Ordered that the judgment is affirmed.
Upon leaving the scene of a burglary, the defendant disregarded the flashing lights of a responding patrol car and led the police on a high-speed car chase during which he drove his van without headlights, through traffic signals, and against the flow of traffic on a major highway, until it collided with a patrol car, killing the officer inside. The predicate offense for the defendant’s felony murder conviction (Penal Law § 125.25 *696[3]) was burglary in the third degree (Penal Law § 140.20). Prior to pleading guilty, the defendant sought dismissal of the felony murder count on the ground that the felony murder statute is unconstitutionally vague and overbroad since it does not state the specific degrees of burglary which may form the predicate felony.

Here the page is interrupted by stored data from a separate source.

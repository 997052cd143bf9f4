//! Line level access to raw iCalendar text.
//!
//! Nothing here builds a tree of components: a block of text is unfolded,
//! split into lines, and only the lines that start with the requested property
//! name are run through the content-line grammar.

use anyhow::{bail, Error};
use log::trace;
use once_cell::sync::Lazy;
use pest::{iterators::Pair, Parser};
use regex::Regex;

use crate::parameters::ParameterSet;

static FOLD: Lazy<Regex> = Lazy::new(|| Regex::new(r"\r?\n[\t ]").unwrap());

static VEVENT: Lazy<Regex> =
    Lazy::new(|| Regex::new(r"(?s)BEGIN:VEVENT\r?\n.*?END:VEVENT(?:\r?\n)?").unwrap());

/// Joins folded lines back into logical lines. A continuation is a line break
/// followed by exactly one space or tab, both of which are dropped.
pub fn strip_folds(s: &str) -> String {
    FOLD.replace_all(s, "").into_owned()
}

/// Splits a document into its `VEVENT` blocks and the calendar-level text
/// that remains once those blocks are cut out.
pub fn explode(document: &str) -> (Vec<&str>, String) {
    let events = VEVENT.find_iter(document).map(|m| m.as_str()).collect();
    let remainder = VEVENT.replace_all(document, "").into_owned();

    (events, remainder)
}

#[derive(Parser)]
#[grammar = "grammar.pest"]
struct LineParser;

/// A single property: `NAME;PARAM=value:value`.
#[derive(Debug, Clone, PartialEq)]
pub struct Property {
    pub name: String,
    pub value: String,
    pub parameters: Vec<Parameter>,
}

impl Property {
    /// Parses one already unfolded content line.
    pub fn parse_line(line: &str) -> Result<Property, Error> {
        let mut pairs = LineParser::parse(Rule::content_line, line)?;
        match pairs.next() {
            Some(pair) => Property::from_pair(pair),
            None => bail!("Empty content line"),
        }
    }

    fn from_pair(pair: Pair<Rule>) -> Result<Property, Error> {
        let span = pair.as_span();
        let mut name = None;
        let mut value = None;
        let mut parameters = Vec::new();

        for inner_pair in pair.into_inner() {
            match inner_pair.as_rule() {
                Rule::name => name = Some(inner_pair.as_str().to_string()),
                Rule::property_value => value = Some(inner_pair.as_str().to_string()),
                Rule::param => parameters.push(Parameter::from_pair(inner_pair)?),
                Rule::EOI => {}
                _ => bail!("Unexpected type {:?}", inner_pair.as_rule()),
            }
        }

        if let (Some(name), Some(value)) = (name, value) {
            Ok(Property {
                name,
                value,
                parameters,
            })
        } else {
            bail!("No name for property: {:?}", span.as_str());
        }
    }

    /// Parses a content line, splitting it by hand when the grammar rejects
    /// it, e.g. for a quoted parameter value followed by more text.
    pub fn parse_lenient(line: &str) -> Option<Property> {
        match Property::parse_line(line) {
            Ok(property) => Some(property),
            Err(err) => {
                trace!("Splitting {:?} by hand: {}", line, err);
                Property::split_line(line)
            }
        }
    }

    /// `NAME;PARAM=a,b;PARAM=c:value` split on `;`, `,` and the first `:`
    /// that is not inside double quotes. Quotes are dropped from parameter
    /// values.
    fn split_line(line: &str) -> Option<Property> {
        let colon = find_unquoted(line, ':')?;
        let mut head = split_unquoted(&line[..colon], ';').into_iter();

        let name = head.next()?.trim();
        if name.is_empty() {
            return None;
        }

        let parameters = head
            .filter_map(|part| {
                let (name, values) = part.split_once('=')?;
                Some(Parameter {
                    name: name.trim().to_string(),
                    values: split_unquoted(values, ',')
                        .into_iter()
                        .map(|v| v.replace('"', ""))
                        .collect(),
                })
            })
            .collect();

        Some(Property {
            name: name.to_string(),
            value: line[colon + 1..].to_string(),
            parameters,
        })
    }

    pub fn parameter_set(&self) -> ParameterSet {
        self.parameters.iter().cloned().into()
    }
}

#[derive(Debug, Clone, PartialEq)]
pub struct Parameter {
    pub name: String,
    pub values: Vec<String>,
}

impl Parameter {
    fn from_pair(pair: Pair<Rule>) -> Result<Parameter, Error> {
        let span = pair.as_span();
        let mut name = None;
        let mut values = Vec::new();
        for inner_pair in pair.into_inner() {
            match inner_pair.as_rule() {
                Rule::name => name = Some(inner_pair.as_str().to_string()),
                Rule::param_value => values.push(inner_pair.as_str().trim_matches('"').to_string()),
                _ => bail!("Unexpected type {:?}", inner_pair.as_rule()),
            }
        }

        if values.is_empty() {
            bail!("No values for param {:?}", span.as_str());
        }

        if let Some(name) = name {
            Ok(Parameter { name, values })
        } else {
            bail!("No name for parameter: {:?}", span.as_str());
        }
    }
}

fn find_unquoted(s: &str, needle: char) -> Option<usize> {
    let mut quoted = false;
    s.char_indices()
        .find(|&(_, c)| {
            if c == '"' {
                quoted = !quoted;
            }
            c == needle && !quoted
        })
        .map(|(index, _)| index)
}

fn split_unquoted(s: &str, separator: char) -> Vec<&str> {
    let mut parts = Vec::new();
    let mut rest = s;
    while let Some(index) = find_unquoted(rest, separator) {
        parts.push(&rest[..index]);
        rest = &rest[index + separator.len_utf8()..];
    }
    parts.push(rest);
    parts
}

fn starts_with_name(line: &str, name: &str) -> bool {
    line.len() > name.len()
        && line.is_char_boundary(name.len())
        && line[..name.len()].eq_ignore_ascii_case(name)
        && matches!(line.as_bytes()[name.len()], b':' | b';')
}

/// Every occurrence of the property `name` in `block`, in document order.
///
/// Lines that look like the property but do not match the content-line
/// grammar are split by hand, see [`Property::parse_lenient`].
pub fn find_properties(block: &str, name: &str) -> Vec<Property> {
    strip_folds(block)
        .lines()
        .filter(|line| starts_with_name(line, name))
        .filter_map(Property::parse_lenient)
        .collect()
}

/// The first occurrence of the property `name` in `block`.
pub fn find_property(block: &str, name: &str) -> Option<Property> {
    strip_folds(block)
        .lines()
        .filter(|line| starts_with_name(line, name))
        .find_map(Property::parse_lenient)
}

/// The trimmed value of the first `name` property, or an empty string when
/// the block has none. Backslash escapes are left as they are.
pub fn field(block: &str, name: &str) -> String {
    find_property(block, name)
        .map(|p| p.value.trim().to_string())
        .unwrap_or_default()
}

The County Court properly denied the motion. By enumerating the degrees of some crimes and not others, the Legislature made clear that all degrees of burglary may serve as predicate offenses. This interpretation is in accord with the basic principles of statutory construction and is the only logical reading of the felony murder statute. Moreover, the manner in which the defendant attempted to evade the police in his “immediate flight” (Penal Law § 125.25 [3]) from this burglary makes it the very type of dangerous felony which the Legislature intended to serve as a predicate felony (see, People ex rel. Culhane v Sullivan, 139 AD2d 315). Indeed, at his plea allocution, the defendant admitted that his conduct created a grave risk of death to other people (see also, People v Matos, 83 NY2d 509).
We have considered the defendant’s remaining contentions and find them to be without merit. Mangano, P. J., Rosenblatt, Joy and Krausman, JJ., concur.